▶ **What is required**
From the first entry to the last, copy each one exactly.

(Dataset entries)
• • • • • • •

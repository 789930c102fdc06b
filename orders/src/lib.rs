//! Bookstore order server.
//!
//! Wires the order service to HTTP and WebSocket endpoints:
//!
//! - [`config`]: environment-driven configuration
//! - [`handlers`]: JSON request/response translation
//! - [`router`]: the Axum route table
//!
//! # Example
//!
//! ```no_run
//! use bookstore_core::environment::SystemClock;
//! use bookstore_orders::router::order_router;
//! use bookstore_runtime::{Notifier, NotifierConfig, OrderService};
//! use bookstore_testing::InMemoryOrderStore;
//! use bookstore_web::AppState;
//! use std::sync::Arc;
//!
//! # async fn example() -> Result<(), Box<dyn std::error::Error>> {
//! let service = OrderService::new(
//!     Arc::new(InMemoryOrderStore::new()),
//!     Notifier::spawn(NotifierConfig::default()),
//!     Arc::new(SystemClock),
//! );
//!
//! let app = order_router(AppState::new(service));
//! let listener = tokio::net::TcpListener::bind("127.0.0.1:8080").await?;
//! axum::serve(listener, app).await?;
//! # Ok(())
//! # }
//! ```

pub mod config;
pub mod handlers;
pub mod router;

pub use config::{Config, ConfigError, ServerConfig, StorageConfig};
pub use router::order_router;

• • • • • • •

▶ **Final answer**
repository 789930c102fdc06b
filename orders/src/lib.rs
//! Bookstore order server.
//!
//! Wires the order service to HTTP and WebSocket endpoints:
//!
//! - [`config`]: environment-driven configuration
//! - [`handlers`]: JSON request/response translation
//! - [`router`]: the Axum route table
//!
//! # Example
//!
//! ```no_run
//! use bookstore_core::environment::SystemClock;
//! use bookstore_orders::router::order_router;
//! use bookstore_runtime::{Notifier, NotifierConfig, OrderService};
//! use bookstore_testing::InMemoryOrderStore;
//! use bookstore_web::AppState;
//! use std::sync::Arc;
//!
//! # async fn example() -> Result<(), Box<dyn std::error::Error>> {
//! let service = OrderService::new(
//!     Arc::new(InMemoryOrderStore::new()),
//!     Notifier::spawn(NotifierConfig::default()),
//!     Arc::new(SystemClock),
//! );
//!
//! let app = order_router(AppState::new(service));
//! let listener = tokio::net::TcpListener::bind("127.0.0.1:8080").await?;
//! axum::serve(listener, app).await?;
//! # Ok(())
//! # }
//! ```

pub mod config;
pub mod handlers;
pub mod router;

pub use config::{Config, ConfigError, ServerConfig, StorageConfig};
pub use router::order_router;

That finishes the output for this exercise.